Q: I have several recipes that use garam masala but I can’t find this in Knysna. Is masala the same thing? And what is the difference between curry powder and masala? – Heather Fraser
A: Masala is a mixture of spices that forms the foundation of Indian cookery. The word is said to have come from the Arabic word for seasonings.
This blend of spices is the very essence of the food and there are many different types and combinations of masalas.
They can be ground or whole spices and a masala can be dry or wet.
The best known masala is a northern Indian blend of dry spices pounded to a powder – this is known as garam masala.
Garam is a Hindi word meaning hot, so it is a combination of the warm spices.
Garam masala is mostly used with meat and some chicken and rice dishes. It is rarely used in fish or vegetable curries as it is considered too strong.
Curry powder was created by the British in India to provide a ready-made version of a spice mixture used in south India. The blend includes coriander, cumin, mustard seed, pepper, fenugreek and turmeric, with the addition of cinnamon, cloves and cardamom, which are roasted and ground to a powder.

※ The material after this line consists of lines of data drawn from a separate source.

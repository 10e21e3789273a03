// Copyright 2025-Present Datadog, Inc. https://www.datadoghq.com/
// SPDX-License-Identifier: Apache-2.0

//! Mutex-guarded aggregation of events into per-origin streams.
//!
//! The buffer is shared between the ingestion task and the flusher. Both only
//! ever hold the lock for the append or the swap; no I/O happens under it.

use std::mem;
use std::sync::{Mutex, MutexGuard, PoisonError};

use hashbrown::HashMap;
use tracing::{debug, warn};

use crate::event::{EventStream, TagSet};
use crate::record::LogRecord;
use crate::timestamp;

#[derive(Debug, Default)]
struct Streams {
    streams: Vec<EventStream>,
    // Position of each tag set in `streams`.
    index: HashMap<TagSet, usize>,
    events: usize,
    dropped: usize,
}

/// Everything captured by one [`AggregationBuffer::drain_all`].
#[derive(Debug, Default)]
pub struct Drained {
    pub streams: Vec<EventStream>,
    /// Records refused since the previous drain because the buffer was full.
    pub dropped: usize,
}

#[derive(Debug)]
pub struct AggregationBuffer {
    inner: Mutex<Streams>,
    max_events: Option<usize>,
}

impl Default for AggregationBuffer {
    fn default() -> Self {
        Self::unbounded()
    }
}

impl AggregationBuffer {
    /// `max_events` of `None` leaves the buffer unbounded, which is also the
    /// default. When a cap is set and reached, newly arriving records are
    /// dropped until the next drain.
    #[must_use]
    pub fn new(max_events: Option<usize>) -> Self {
        AggregationBuffer {
            inner: Mutex::new(Streams::default()),
            max_events,
        }
    }

    #[must_use]
    pub fn unbounded() -> Self {
        Self::new(None)
    }

    fn lock(&self) -> MutexGuard<'_, Streams> {
        // Nothing inside the critical sections can leave `Streams` half updated.
        self.inner.lock().unwrap_or_else(PoisonError::into_inner)
    }

    /// Appends the record to the stream matching its origin, creating the
    /// stream if this origin has not been seen since the last drain.
    pub fn ingest(&self, record: &LogRecord) {
        self.ingest_at(record, timestamp::now());
    }

    /// Like [`ingest`](Self::ingest) with an explicit "now" for clamping.
    pub fn ingest_at(&self, record: &LogRecord, now: chrono::DateTime<chrono::FixedOffset>) {
        let tags = record.tags();
        let event = record.to_event(now);

        let mut inner = self.lock();

        if let Some(max) = self.max_events {
            if inner.events >= max {
                if inner.dropped == 0 {
                    warn!("Aggregation buffer full ({max} events), dropping new records until next flush");
                }
                inner.dropped += 1;
                return;
            }
        }

        inner.events += 1;
        match inner.index.get(&tags).copied() {
            Some(position) => inner.streams[position].events.push(event),
            None => {
                let position = inner.streams.len();
                inner.index.insert(tags.clone(), position);
                inner.streams.push(EventStream::new(tags, event));
            }
        }
    }

    /// Takes every stream out of the buffer, leaving it empty.
    pub fn drain_all(&self) -> Drained {
        let taken = mem::take(&mut *self.lock());
        if taken.dropped > 0 {
            warn!(
                "Dropped {} records because the aggregation buffer was full",
                taken.dropped
            );
        }
        debug!(
            "Drained {} streams holding {} events",
            taken.streams.len(),
            taken.events
        );
        Drained {
            streams: taken.streams,
            dropped: taken.dropped,
        }
    }

    /// Number of streams currently buffered.
    pub fn len(&self) -> usize {
        self.lock().streams.len()
    }

    pub fn is_empty(&self) -> bool {
        self.lock().streams.is_empty()
    }

    pub fn event_count(&self) -> usize {
        self.lock().events
    }
}
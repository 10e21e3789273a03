// Copyright 2025-Present Datadog, Inc. https://www.datadoghq.com/
// SPDX-License-Identifier: Apache-2.0

//! Wire types for the structured ingestion API.
//!
//! A batch is serialized as a JSON array of streams:
//!
//! ```json
//! [
//!   {
//!     "tags": {"@host": "server1", "@tag": "sshd"},
//!     "events": [
//!       {
//!         "timestamp": "2016-06-06T12:00:00+02:00",
//!         "attributes": {"fac": "4", "host": "server1", "msg": "...", "tag": "sshd"}
//!       }
//!     ]
//!   }
//! ]
//! ```

use std::collections::BTreeMap;

use serde::Serialize;

/// Grouping fingerprint of a stream. Equality ignores insertion order.
#[derive(Debug, Clone, Default, PartialEq, Eq, Hash, Serialize)]
#[serde(transparent)]
pub struct TagSet(BTreeMap<String, String>);

impl TagSet {
    /// `{"@host": host, "@tag": tag}`
    pub fn origin(host: &str, tag: &str) -> Self {
        let mut tags = BTreeMap::new();
        tags.insert("@host".to_string(), host.to_string());
        tags.insert("@tag".to_string(), tag.to_string());
        TagSet(tags)
    }

    pub fn get(&self, key: &str) -> Option<&str> {
        self.0.get(key).map(String::as_str)
    }

    pub fn len(&self) -> usize {
        self.0.len()
    }

    pub fn is_empty(&self) -> bool {
        self.0.is_empty()
    }
}

impl<K: Into<String>, V: Into<String>> FromIterator<(K, V)> for TagSet {
    fn from_iter<I: IntoIterator<Item = (K, V)>>(iter: I) -> Self {
        TagSet(
            iter.into_iter()
                .map(|(k, v)| (k.into(), v.into()))
                .collect(),
        )
    }
}

#[derive(Debug, Clone, PartialEq, Eq, Serialize)]
pub struct Event {
    pub timestamp: String,
    pub attributes: BTreeMap<String, String>,
}

impl Event {
    pub fn new(timestamp: String) -> Self {
        Event {
            timestamp,
            attributes: BTreeMap::new(),
        }
    }

    #[must_use]
    pub fn with_attribute(mut self, key: &str, value: impl Into<String>) -> Self {
        self.attributes.insert(key.to_string(), value.into());
        self
    }
}

/// Events sharing one [`TagSet`], in arrival order.
#[derive(Debug, Clone, PartialEq, Eq, Serialize)]
pub struct EventStream {
    pub tags: TagSet,
    pub events: Vec<Event>,
}

impl EventStream {
    pub fn new(tags: TagSet, first: Event) -> Self {
        EventStream {
            tags,
            events: vec![first],
        }
    }
}

#[cfg(test)]
mod tests {
    use super::*;
    use serde_json::json;

    #[test]
    fn test_tag_set_equality_ignores_order() {
        let a: TagSet = [("@host", "a"), ("@tag", "x")].into_iter().collect();
        let b: TagSet = [("@tag", "x"), ("@host", "a")].into_iter().collect();
        assert_eq!(a, b);
        assert_eq!(a, TagSet::origin("a", "x"));
        assert_eq!(a.get("@host"), Some("a"));
        assert_eq!(a.len(), 2);
    }

    #[test]
    fn test_tag_set_differs_on_value() {
        assert_ne!(TagSet::origin("a", "x"), TagSet::origin("a", "y"));
        assert_ne!(TagSet::origin("a", "x"), TagSet::origin("b", "x"));
    }

    #[test]
    fn test_batch_wire_shape() {
        let event = Event::new("2016-06-06T12:00:00+02:00".to_string())
            .with_attribute("host", "server1")
            .with_attribute("msg", "hello")
            .with_attribute("tag", "app")
            .with_attribute("fac", "3");
        let batch = vec![EventStream::new(TagSet::origin("server1", "app"), event)];

        let value = serde_json::to_value(&batch).unwrap();

        assert_eq!(
            value,
            json!([{
                "tags": {"@host": "server1", "@tag": "app"},
                "events": [{
                    "timestamp": "2016-06-06T12:00:00+02:00",
                    "attributes": {
                        "host": "server1",
                        "msg": "hello",
                        "tag": "app",
                        "fac": "3"
                    }
                }]
            }])
        );
    }
}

Like masala, the blend can vary. Commercial curry powders became available to cooks in Britain from the late 18th century. A curry made using a curry powder would be considered an Anglicised version of the Indian original.
Below is a recipe to make your own garam masala. It’s really easy but essential to use fresh spices. It’s best made just before required but you could make up a quantity and store it in the refrigerator.
60ml (4 tbsp) coriander seeds
15ml (1 tbsp) cumin seeds
15ml (1 tbsp) black peppercorns
7,5ml (1½ tsp) cumin seeds
3-4 cardamom pods
5ml (1 tsp) cloves
1 x 5cm stick of cinnamon
5ml (1 tsp) bay leaves
7,5ml (1½ tsp) dry ginger
Using a non-stick frying pan, toast all the ingredients except the dry ginger until the mixture becomes aromatic. Stir occasionally and take care not to let it burn.
Add the dry ginger and allow to cool.
Remove the cardamom seeds from their skins and return the seeds to the roasted spices mixture.
Grind together in a spice grinder or coffee grinder and store in an airtight container.
My rotten rotis
Q: I am having great difficulty finding decent rotis in the Bellville area lately, so I decided to try my hand at making my own. Imagine my embarrassment when I discovered they are only made of flour and water. My first two attempts have been unsuccessful – the first time I used self-raising flour and when I folded it, it cracked. I then tried white bread flour but still no success. Can you help me with the correct flour and cooking instructions? – Sally Weir
A: For advice, I turned to expert Asha Maharaj, who has a weekly food column in the Sunday Times Extra. She has the touch when it comes to making roti, which, she tells me, comes from years of making it. Maharaj makes a really good flaky roti, which requires the addition of baking powder, sugar and ghee.
I think the ghee is what gives the dough more flexibility for a novice. The idea is to make perfect circles – which, I’m told, takes years to perfect. Maharaj recommends you use a side plate as a guide.
ASHA’S FLAKY ROTIS
4½ cups of cake flour
3½ tsp baking powder
1½ tsp salt
1½ tsp sugar
¼ cup semi-solid ghee
2 cups hot water
Sift the dry ingredients into a large mixing bowl. Rub in the ghee. Add water and make a soft dough. Knead well. Divide the dough into 12-15 equal segments depending on the thickness of the roti required, although 12 will give a flakier roti.
Mould into balls, dust with flour. Roll out to the size of a side plate. Brush lightly with melted ghee, sprinkle flour over and fold to make a square. Roll into a roti 20cm x 20cm. Heat a griddle to moderate and toast the roti on both sides. Smear with ghee liberally as it puffs up and browns lightly. Remove onto a lined dish. Serve hot with your favourite curry.